Retype all of the records precisely.
::::::::::
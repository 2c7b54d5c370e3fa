use axum::{
    http::StatusCode,
    response::{IntoResponse, Response},
    Json,
};
use serde_json::json;

/// Error types for delivery zone operations
#[derive(Debug, thiserror::Error)]
pub enum DeliveryError {
    #[error("Delivery zone {0} not found")]
    ZoneNotFound(i32),

    #[error("Invalid CEP: {0}")]
    InvalidCep(String),

    #[error("Validation error: {0}")]
    ValidationError(String),

    #[error("Database error: {0}")]
    DatabaseError(String),
}

impl From<sqlx::Error> for DeliveryError {
    fn from(err: sqlx::Error) -> Self {
        DeliveryError::DatabaseError(err.to_string())
    }
}

impl IntoResponse for DeliveryError {
    fn into_response(self) -> Response {
        let (status, error_message) = match self {
            DeliveryError::ZoneNotFound(id) => (
                StatusCode::NOT_FOUND,
                format!("Delivery zone with id {} not found", id),
            ),
            DeliveryError::InvalidCep(msg) => (StatusCode::BAD_REQUEST, msg),
            DeliveryError::ValidationError(msg) => (StatusCode::BAD_REQUEST, msg),
            DeliveryError::DatabaseError(msg) => {
                tracing::error!("Database error: {}", msg);
                (
                    StatusCode::INTERNAL_SERVER_ERROR,
                    "A database error occurred".to_string(),
                )
            }
        };

        let body = Json(json!({
            "error": error_message,
        }));

        (status, body).into_response()
    }
}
::::::::::
ANSWER BOX:
repository 2c7b54d5c370e3fa
use axum::{
    http::StatusCode,
    response::{IntoResponse, Response},
    Json,
};
use serde_json::json;

/// Error types for delivery zone operations
#[derive(Debug, thiserror::Error)]
pub enum DeliveryError {
    #[error("Delivery zone {0} not found")]
    ZoneNotFound(i32),

    #[error("Invalid CEP: {0}")]
    InvalidCep(String),

    #[error("Validation error: {0}")]
    ValidationError(String),

    #[error("Database error: {0}")]
    DatabaseError(String),
}

impl From<sqlx::Error> for DeliveryError {
    fn from(err: sqlx::Error) -> Self {
        DeliveryError::DatabaseError(err.to_string())
    }
}

impl IntoResponse for DeliveryError {
    fn into_response(self) -> Response {
        let (status, error_message) = match self {
            DeliveryError::ZoneNotFound(id) => (
                StatusCode::NOT_FOUND,
                format!("Delivery zone with id {} not found", id),
            ),
            DeliveryError::InvalidCep(msg) => (StatusCode::BAD_REQUEST, msg),
            DeliveryError::ValidationError(msg) => (StatusCode::BAD_REQUEST, msg),
            DeliveryError::DatabaseError(msg) => {
                tracing::error!("Database error: {}", msg);
                (
                    StatusCode::INTERNAL_SERVER_ERROR,
                    "A database error occurred".to_string(),
                )
            }
        };

        let body = Json(json!({
            "error": error_message,
        }));

        (status, body).into_response()
    }
}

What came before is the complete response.